Letter: Drug addiction in youth is a complex problem

Editor,

Myla Ross of Orcas Island writes an interesting letter (June 10 letter to the editor) on funding for drug addiction rehabilitation. It is a problem our nation has been dealing with since the 1960s when heroin became epidemic.

Myla’s emphasis is in cure and prevention, which makes good and realistic sense, but there appears to be more to the story and it may be a deeper and a more sorry story than we know.

The problem may stem from the good times and economy our nation has enjoyed since WWII when we all were more disciplined by fear and necessity.

That era was followed by the hippy movement, which was the opposite extreme.

Then came the education reforms that told America’s youth to believe in themselves and discard the restraints of religions and elders in order to reach for the skies. This of course has some beneficial effects… but at what cost?

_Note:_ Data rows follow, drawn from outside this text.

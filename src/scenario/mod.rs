//! Scenario files: people, products and the steps to run against them.
//!
//! ```toml
//! [[people]]
//! name = "John"
//! currency = "EUR"
//! balance = "100"
//!
//! [[products]]
//! name = "Bread"
//! kind = "food"
//! prices = { EUR = "2.50" }
//!
//! [[steps]]
//! action = "buy"
//! buyer = "John"
//! product = "Bread"
//! ```

mod ledger;
mod step;

pub use ledger::Ledger;
pub use step::{RunReport, Step, StepOutcome, StepReport};

use std::collections::{BTreeMap, HashSet};
use std::path::Path;

use serde::Deserialize;

use crate::domain::{Amount, Currency, Person, Product};
use crate::error::{Result, ScenarioError};

#[derive(Debug, Deserialize)]
struct ScenarioFile {
    #[serde(default)]
    people: Vec<PersonEntry>,
    #[serde(default)]
    products: Vec<ProductEntry>,
    #[serde(default)]
    steps: Vec<Step>,
}

#[derive(Debug, Deserialize)]
struct PersonEntry {
    name: String,
    currency: String,
    #[serde(default)]
    balance: Amount,
}

#[derive(Debug, Deserialize)]
struct ProductEntry {
    name: String,
    kind: String,
    #[serde(default)]
    prices: BTreeMap<String, Amount>,
}

/// A validated scenario: every name a step refers to exists.
#[derive(Debug, Clone)]
pub struct Scenario {
    people: Vec<Person>,
    products: Vec<Product>,
    steps: Vec<Step>,
}

impl Scenario {
    pub fn load<P: AsRef<Path>>(path: P) -> Result<Self> {
        let content = std::fs::read_to_string(path).map_err(ScenarioError::ReadFile)?;
        Self::parse(&content)
    }

    /// Parse a scenario and check every reference in its steps.
    pub fn parse(content: &str) -> Result<Self> {
        let file: ScenarioFile = toml::from_str(content).map_err(ScenarioError::Parse)?;

        let mut people = Vec::with_capacity(file.people.len());
        for entry in file.people {
            let mut person = Person::try_new(entry.name, &entry.currency)?;
            person.wallet_mut().set_balance(entry.balance)?;
            people.push(person);
        }

        let mut products = Vec::with_capacity(file.products.len());
        for entry in file.products {
            let prices = entry
                .prices
                .into_iter()
                .map(|(code, price)| Ok((code.parse::<Currency>()?, price)))
                .collect::<Result<Vec<_>>>()?;
            products.push(Product::new(entry.name, prices, &entry.kind)?);
        }

        let scenario = Self {
            people,
            products,
            steps: file.steps,
        };
        scenario.validate()?;
        Ok(scenario)
    }

    fn validate(&self) -> Result<()> {
        let people = unique_names(self.people.iter().map(Person::name))?;
        let products = unique_names(self.products.iter().map(Product::name))?;

        for step in &self.steps {
            let mut seen = HashSet::new();
            for name in step.people() {
                if !people.contains(name) {
                    return Err(ScenarioError::UnknownPerson { name: name.into() }.into());
                }
                if !seen.insert(name) {
                    return Err(repeated(step, name).into());
                }
            }
            if let Step::Buy { product, .. } = step {
                if !products.contains(product.as_str()) {
                    return Err(ScenarioError::UnknownProduct {
                        name: product.clone(),
                    }
                    .into());
                }
            }
        }
        Ok(())
    }

    #[must_use]
    pub fn people(&self) -> &[Person] {
        &self.people
    }

    #[must_use]
    pub fn products(&self) -> &[Product] {
        &self.products
    }

    #[must_use]
    pub fn steps(&self) -> &[Step] {
        &self.steps
    }

    /// Find a product by name.
    #[must_use]
    pub fn product(&self, name: &str) -> Option<&Product> {
        self.products.iter().find(|p| p.name() == name)
    }

    /// Split into a ledger over the initial state and the steps to run on it.
    #[must_use]
    pub fn into_parts(self) -> (Ledger, Vec<Step>) {
        (Ledger::new(self.people, self.products), self.steps)
    }
}

fn unique_names<'a>(names: impl Iterator<Item = &'a str>) -> Result<HashSet<&'a str>> {
    let mut seen = HashSet::new();
    for name in names {
        if !seen.insert(name) {
            return Err(ScenarioError::DuplicateName { name: name.into() }.into());
        }
    }
    Ok(seen)
}

/// A name appearing twice in one step: either the payer is also a payee,
/// or a payee is listed twice.
fn repeated(step: &Step, name: &str) -> ScenarioError {
    let payer = match step {
        Step::Transfer { from, .. } | Step::Divide { from, .. } => Some(from.as_str()),
        _ => None,
    };
    if payer == Some(name) {
        ScenarioError::SameParty { name: name.into() }
    } else {
        ScenarioError::RepeatedRecipient { name: name.into() }
    }
}

#[cfg(test)]
mod tests {
    use super::*;
    use crate::domain::FundError;
    use crate::error::Error;
    use rust_decimal_macros::dec;

    const PEOPLE: &str = r#"
[[people]]
name = "John"
currency = "EUR"
balance = "100"

[[people]]
name = "Jane"
currency = "EUR"
"#;

    #[test]
    fn parses_people_with_balances() {
        let scenario = Scenario::parse(PEOPLE).unwrap();
        assert_eq!(scenario.people().len(), 2);
        assert_eq!(scenario.people()[0].wallet().balance(), dec!(100));
        assert_eq!(scenario.people()[1].wallet().balance(), dec!(0));
    }

    #[test]
    fn product_prices_are_filtered() {
        let scenario = Scenario::parse(
            r#"
[[products]]
name = "Laptop"
kind = "tech"
prices = { EUR = 50, USD = -10 }
"#,
        )
        .unwrap();
        let laptop = scenario.product("Laptop").unwrap();
        assert_eq!(laptop.prices().len(), 1);
        assert_eq!(laptop.price("EUR"), Ok(dec!(50)));
    }

    #[test]
    fn unsupported_person_currency_is_rejected() {
        let result = Scenario::parse("[[people]]\nname = \"Ivan\"\ncurrency = \"RUB\"\n");
        assert!(matches!(
            result,
            Err(Error::Fund(FundError::UnsupportedCurrency { .. }))
        ));
    }

    #[test]
    fn invalid_product_kind_is_rejected() {
        let result = Scenario::parse(
            "[[products]]\nname = \"Thing\"\nkind = \"invalid\"\nprices = { EUR = 1 }\n",
        );
        assert!(matches!(result, Err(Error::Fund(FundError::InvalidType { .. }))));
    }

    #[test]
    fn duplicate_names_are_rejected() {
        let content = format!("{PEOPLE}\n[[people]]\nname = \"John\"\ncurrency = \"USD\"\n");
        assert!(matches!(
            Scenario::parse(&content),
            Err(Error::Scenario(ScenarioError::DuplicateName { .. }))
        ));
    }

    #[test]
    fn unknown_people_are_rejected() {
        let content = format!(
            "{PEOPLE}\n[[steps]]\naction = \"transfer\"\nfrom = \"John\"\nto = \"Bob\"\namount = 1\n"
        );
        match Scenario::parse(&content) {
            Err(Error::Scenario(ScenarioError::UnknownPerson { name })) => assert_eq!(name, "Bob"),
            other => panic!("expected unknown person, got {other:?}"),
        }
    }

    #[test]
    fn self_transfer_is_rejected() {
        let content = format!(
            "{PEOPLE}\n[[steps]]\naction = \"transfer\"\nfrom = \"John\"\nto = \"John\"\namount = 1\n"
        );
        assert!(matches!(
            Scenario::parse(&content),
            Err(Error::Scenario(ScenarioError::SameParty { .. }))
        ));
    }

    #[test]
    fn repeated_recipient_is_rejected() {
        let content = format!(
            "{PEOPLE}\n[[steps]]\naction = \"divide\"\nfrom = \"John\"\namong = [\"Jane\", \"Jane\"]\n"
        );
        assert!(matches!(
            Scenario::parse(&content),
            Err(Error::Scenario(ScenarioError::RepeatedRecipient { .. }))
        ));
    }

    #[test]
    fn unknown_product_is_rejected() {
        let content =
            format!("{PEOPLE}\n[[steps]]\naction = \"buy\"\nbuyer = \"John\"\nproduct = \"Moon\"\n");
        assert!(matches!(
            Scenario::parse(&content),
            Err(Error::Scenario(ScenarioError::UnknownProduct { .. }))
        ));
    }
}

As a retired law enforcement officer from another state, I spent about three years volunteering to assist our county’s Drug Court Program which has been an exemplary effort to do what Myla Ross endorses. Actually, our county’s short-term history deserves outstanding recognition for its efforts. Lives have been rescued, changed, and restored to honorable citizenship… at least in the short term.

Long-term benefits seem to be more scarce. Why?

I’m no expert, but one thing stood out in my experience and that was the seemingly abysmal home life most of the court’s participants grew up in. The recollections they shared indicated the extremes of parenting in being either excessively harsh or ignorantly lax. Discipline seemed to be driven by parental frustration more than by objective reasoning.

Let’s face it, most of us become parents as a result of hormone-driven interests without prior experience and only our own upbringing as a behavioral model.

A functional remedy probably needs more universal parental training. Perhaps more emphasis on this in the secondary public school system would be more realistic than the disrespectful abandonment of traditional values that seem to be prevalent in today’s youth.

But then most likely there will be resistance from those fearing too much personal intrusion by government.

It’s a complex problem because whereas we all are similar, we all have differences. We cherish the differences. No one wants more regimentation than is necessary.